What to do if you bought a pet during lockdown and now you can’t afford it


Images Terry Vine/Blendfake images

As household budgets continue to shrink, many animal charities are concerned about a rise in the abandonment of confined pets. From treats to trips to the vet, the rising cost of living has left many pet owners struggling to make ends meet.

According to the Bath branch of the RSPCA, staff have witnessed owners no longer being able to pay for their animals, with 20 dogs waiting for space as they are already at full capacity.

“Pet owners are struggling with rising costs, there’s the cost of food and care and obviously unexpected vet bills as well,” Rachel Jones, who works at the house, told the BBC. “So if there’s some future way that we can support instead of animals needing to be in our care, then we really want to do that.”

If you bought a pet during the lockdown and now can’t afford to keep it, there are many ways to seek help. It can be difficult, but consider all the options you have before making a decision. Read on to find out what you can do:

1. Ask your vet for advice

Some veterinarians and animal charities can help owners who are struggling to pay their veterinary bills, either by providing part payment or by offering reduced costs. If you’re having a hard time paying for pet health costs, first have an honest conversation with your vet.

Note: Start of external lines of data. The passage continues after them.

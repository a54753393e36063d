/// Inline stylesheet for the directory page.
pub const PAGE_STYLES: &str = r#"
body { font-family: system-ui, sans-serif; margin: 2rem; color: #222; }
main { max-width: 48rem; margin: 0 auto; }
.section { margin-bottom: 1.5rem; padding: 1rem; border: 1px solid #ddd; border-radius: 6px; }
.section h3 { margin-top: 0; }
.section h4 { margin: 0.75rem 0 0.25rem; font-size: 0.95rem; color: #555; }
.student, .course, .instructor { padding: 0.15rem 0; }
.student.highlight { font-weight: 600; background: #fff6d5; }
"#;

“Your vet should be able to advise you on how best to help your pet, but if they can’t, there are other options to consider depending on your circumstances and location,” says the RSPCA. “Options can sometimes be offered at a reduced cost, free through some pet insurance providers, and your vet can provide treatment directly.”

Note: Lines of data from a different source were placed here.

//! Observability for the student directory.
//!
//! This crate provides:
//! - `StructuredLogger` - Structured logging with request context
//! - `LogCapture` - In-memory log sink for tests and diagnostics

mod logging;

pub use logging::*;

// Re-export RequestId from roster-core for convenience
pub use roster_core::RequestId;
//! Roster document and the record types built from it.

mod people;
mod records;

pub use people::*;
pub use records::*;
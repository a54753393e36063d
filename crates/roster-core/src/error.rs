//! Error type for page streaming.

/// Error type for page operations.
#[derive(Debug, thiserror::Error)]
pub enum PageError {
    #[error("Shell not sent before sections")]
    ShellNotSent,

    #[error("Streaming error: {0}")]
    StreamError(String),
}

cute young golden labrador retriever dog running towards camera

Photography Jacky Parkerfake images

two. Look for local animal organizations and charities for help.

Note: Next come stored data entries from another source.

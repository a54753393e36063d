//! Local filesystem transport.

use std::collections::HashMap;
use std::path::{Component, Path, PathBuf};

use async_trait::async_trait;

use crate::{FetchError, RawResponse, Transport};

/// Serves paths from a root directory, answering like a static file server.
///
/// Missing files are 404; paths escaping the root are 403.
#[derive(Debug, Clone)]
pub struct FileTransport {
    root: PathBuf,
}

impl FileTransport {
    /// Create a transport rooted at `root`.
    pub fn new(root: impl Into<PathBuf>) -> Self {
        Self { root: root.into() }
    }

    /// The root directory.
    pub fn root(&self) -> &Path {
        &self.root
    }

    fn resolve(&self, url: &str) -> Option<PathBuf> {
        let relative = Path::new(url.trim_start_matches('/'));
        if relative
            .components()
            .any(|c| !matches!(c, Component::Normal(_) | Component::CurDir))
        {
            return None;
        }
        Some(self.root.join(relative))
    }
}

#[async_trait(?Send)]
impl Transport for FileTransport {
    async fn get(&self, url: String) -> Result<RawResponse, FetchError> {
        let Some(path) = self.resolve(&url) else {
            return Ok(RawResponse::new(403, HashMap::new(), Vec::new()));
        };

        match tokio::fs::read(&path).await {
            Ok(body) => {
                let mut headers = HashMap::new();
                if path.extension().is_some_and(|ext| ext == "json") {
                    headers.insert("content-type".to_string(), "application/json".to_string());
                }
                headers.insert("content-length".to_string(), body.len().to_string());
                Ok(RawResponse::new(200, headers, body))
            }
            Err(e) if e.kind() == std::io::ErrorKind::NotFound => {
                Ok(RawResponse::new(404, HashMap::new(), Vec::new()))
            }
            Err(e) => Err(FetchError::Connection(format!("{}: {}", path.display(), e))),
        }
    }
}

With the cost of living continuing to rise in the UK, dog owners may find it difficult to pay for veterinary treatments, dog sitters or even food. If you need extra help, there are local animal organizations and charities that offer help to those who are struggling.

These include

  • The PDSA offer free or subsidized treatment for homeowners who receive certain benefits (such as the housing benefit or municipal tax support), or who are within the coverage area of ​​a PDSA hospital or clinic
  • The RSPCA can provide reduced veterinary costs to pet owners who meet its criteria
  • the blue cross provides means-tested support to low-income families living in the catchment area of ​​its clinics
  • Dog owners can turn to the Dogs Trust for free and subsidized treatment if they are homeless or have a housing crisis. Dogs that are part of the plan are entitled to free flea and parasite treatments, vaccinations, neutering and microchipping. The Dogs Trust will also fund the most essential and emergency treatment the dog may need.
    dog at the vet

    Sebastian Condreafake images

    3. Find your local pet food bank

    Pet food banks provide a supply of free pet food to people in financial difficulty. Most pet food banks (or collection points at local supermarkets) will offer owners the opportunity to pick up supplies, including bags of food for dogs, cats and smaller household pets, canned pet food, wet bags , pet accessories such as warm beds and blankets. and pet cleaning products.

      Food banks include:

      • Your local Pets at Home store
      • The RSPCA Wimbledon, Wandsworth and Sutton branch.
      • In Scotland, it is The Pet Food Bank.
      • Check social media pages, like Facebook, to see if anyone in your local area has opened a food bank.

        4. Avoid home remedies

        “While we understand that people believe they are trying to help their animals by trying to treat them at home, what may work for a human is often not suitable for pets and can even be toxic. Your pet may end up needing treatment More expensive”. says RSPCA Chief Veterinarian Caroline Allen.

        “Help and guidance is available on the RSPCA website on common ailments seen in pets, but your first contact with any concerns should always be your vet – explain your situation to them and in many cases they should be able to provide you with a variety of options. .”

        If you think you may need to put your dog up for adoption, call the Dogs Trust or the RSPCA first. They will offer advice and help you make alternative arrangements if they can.